In other places a drilled well is the most practical option. In dry climates, rain catchment and large storage tanks can become essential.
But even if you plan to stay on the grid, water still matters.
A friend of mine here in North Carolina was building what was supposed to be his dream home. By the time the framing was up and the house was taking shape, he had already spent hundreds of thousands of dollars on the project.
There was just one problem.
They couldn’t find water.
The first drilled well came up dry. The second attempt didn’t hit anything usable either. At that point he was staring at the very real possibility of having a beautiful new house sitting on land that didn’t have a dependable water source.
Luckily, the third attempt finally struck water.
It wasn’t the high-production well he was hoping for, but it produced enough gallons per hour to make the house livable.
He joked that the timing worked out well because his kids were already grown and out of the house.
Teenagers use massive amounts of water.
Showers, laundry, dishes, more showers — if you’ve raised teenagers, you know exactly what I mean.
The lesson from that story is simple. Water isn’t just an off-grid issue. It’s a land issue.
Before you fall in love with a property, make sure the water situation actually works.
This is the system people avoid discussing, but it’s just as important as the others.
And if you remember the classic children’s book Everybody Poops, you already understand the basic principle.
It’s simply part of being human.
When you live in town, you flush the toilet and forget about it. A pipe carries everything away to a treatment plant somewhere out of sight.
Off-grid living removes that illusion.
Human waste and household wastewater have to go somewhere, and in most places the law has something to say about how that works.
Some people install conventional septic systems just like you would find in rural homes on the grid. Others use composting toilets combined with greywater systems.

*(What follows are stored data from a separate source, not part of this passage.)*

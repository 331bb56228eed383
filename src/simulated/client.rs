// SPDX-License-Identifier: GPL-3.0-or-later

use crate::api::BreezeClient;
use crate::api::common::Payload;
use anyhow::Result;
use async_trait::async_trait;
use serde_json::json;
use std::sync::atomic::{AtomicUsize, Ordering};
use uuid::Uuid;

#[derive(Clone, Copy, Debug, PartialEq, Eq)]
pub enum SimulatedCall {
    GenerateSession,
    GetCustomerDetails,
    GetFunds,
}

/// An in-memory brokerage that accepts a single credential pair and serves fixed documents.
///
/// Every call received is counted, including rejected ones, so callers can check which remote
/// calls would have been made.
pub struct SimulatedClient {
    api_secret: String,
    session_token: String,
    customer_details: Payload,
    funds: Payload,
    session_key: Option<String>,
    generate_session_calls: AtomicUsize,
    get_customer_details_calls: AtomicUsize,
    get_funds_calls: AtomicUsize,
}

impl SimulatedClient {
    pub fn call_count(&self, call: SimulatedCall) -> usize {
        let counter = match call {
            SimulatedCall::GenerateSession => &self.generate_session_calls,
            SimulatedCall::GetCustomerDetails => &self.get_customer_details_calls,
            SimulatedCall::GetFunds => &self.get_funds_calls,
        };
        counter.load(Ordering::SeqCst)
    }

    pub fn total_calls(&self) -> usize {
        self.call_count(SimulatedCall::GenerateSession)
            + self.call_count(SimulatedCall::GetCustomerDetails)
            + self.call_count(SimulatedCall::GetFunds)
    }

    /// Key of the current session, if one was generated.
    pub fn session_key(&self) -> Option<&str> {
        self.session_key.as_deref()
    }

    fn check_session(&self) -> Result<()> {
        if self.session_key.is_none() {
            anyhow::bail!("no active session")
        }
        Ok(())
    }
}

#[async_trait]
impl BreezeClient for SimulatedClient {
    async fn generate_session(&mut self, api_secret: &str, session_token: &str) -> Result<()> {
        self.generate_session_calls.fetch_add(1, Ordering::SeqCst);
        if api_secret != self.api_secret || session_token != self.session_token {
            anyhow::bail!("Could not authenticate credentials. Please check token and keys")
        }
        self.session_key = Some(Uuid::new_v4().to_string());
        Ok(())
    }

    async fn get_customer_details(&self) -> Result<Payload> {
        self.get_customer_details_calls.fetch_add(1, Ordering::SeqCst);
        self.check_session()?;
        Ok(self.customer_details.clone())
    }

    async fn get_funds(&self) -> Result<Payload> {
        self.get_funds_calls.fetch_add(1, Ordering::SeqCst);
        self.check_session()?;
        Ok(self.funds.clone())
    }
}

pub struct SimulatedClientBuilder {
    api_secret: String,
    session_token: String,
    customer_details: Payload,
    funds: Payload,
}

impl SimulatedClientBuilder {
    /// Creates a builder for a client that only accepts the given secret and session token.
    pub fn new(api_secret: &str, session_token: &str) -> Self {
        Self {
            api_secret: api_secret.into(),
            session_token: session_token.into(),
            customer_details: json!({
                "Success": {
                    "idirect_userid": "SIMULATED",
                    "idirect_user_name": "Simulated User",
                    "exg_status": { "NSE": "Y", "BSE": "Y", "FNO": "N" }
                },
                "Status": 200,
                "Error": null
            }),
            funds: json!({
                "Success": {
                    "bank_account": "000000000000",
                    "total_bank_balance": 100000.0,
                    "allocated_equity": 50000.0,
                    "unallocated_balance": "50000.0"
                },
                "Status": 200,
                "Error": null
            }),
        }
    }

    pub fn set_customer_details(mut self, customer_details: Payload) -> Self {
        self.customer_details = customer_details;
        self
    }

    pub fn set_funds(mut self, funds: Payload) -> Self {
        self.funds = funds;
        self
    }

    pub fn build(self) -> SimulatedClient {
        SimulatedClient {
            api_secret: self.api_secret,
            session_token: self.session_token,
            customer_details: self.customer_details,
            funds: self.funds,
            session_key: None,
            generate_session_calls: AtomicUsize::new(0),
            get_customer_details_calls: AtomicUsize::new(0),
            get_funds_calls: AtomicUsize::new(0),
        }
    }
}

Both approaches can work, but the key is that the system must be legal where you live and appropriate for your climate and soil.
Soil type matters. Drainage matters. Local regulations matter.
It might not be the glamorous part of homesteading, but it’s one of the systems that determines whether your off-grid life works long-term.
And ignoring it is a mistake people sometimes make when they’re focused on the exciting parts of the lifestyle.
A lot of people begin their off-grid journey by imagining the house they want to build.
A cabin in the woods.
A tiny house on a trailer.
A yurt overlooking a meadow.
Those dreams are part of the fun.
But in reality, the smarter place to start is with the systems.
Where will your water come from?
How will you produce electricity?
How will you deal with waste?
Once those questions are answered, everything else becomes easier.
The house, the garden, the workshop — they all grow naturally out of those foundations.
That’s why here on OTG Tiny everything comes back to three things:
If those three pieces work together, the rest of off-grid life becomes a lot simpler.
When people imagine off-grid living, they often focus on freedom.
And that freedom is real.
But the path to that freedom runs through a few very practical systems that have to be designed well and maintained over time.
If you can solve power, water, and waste, you’ve solved the hard part.
Everything else is just building the life you want around those foundations.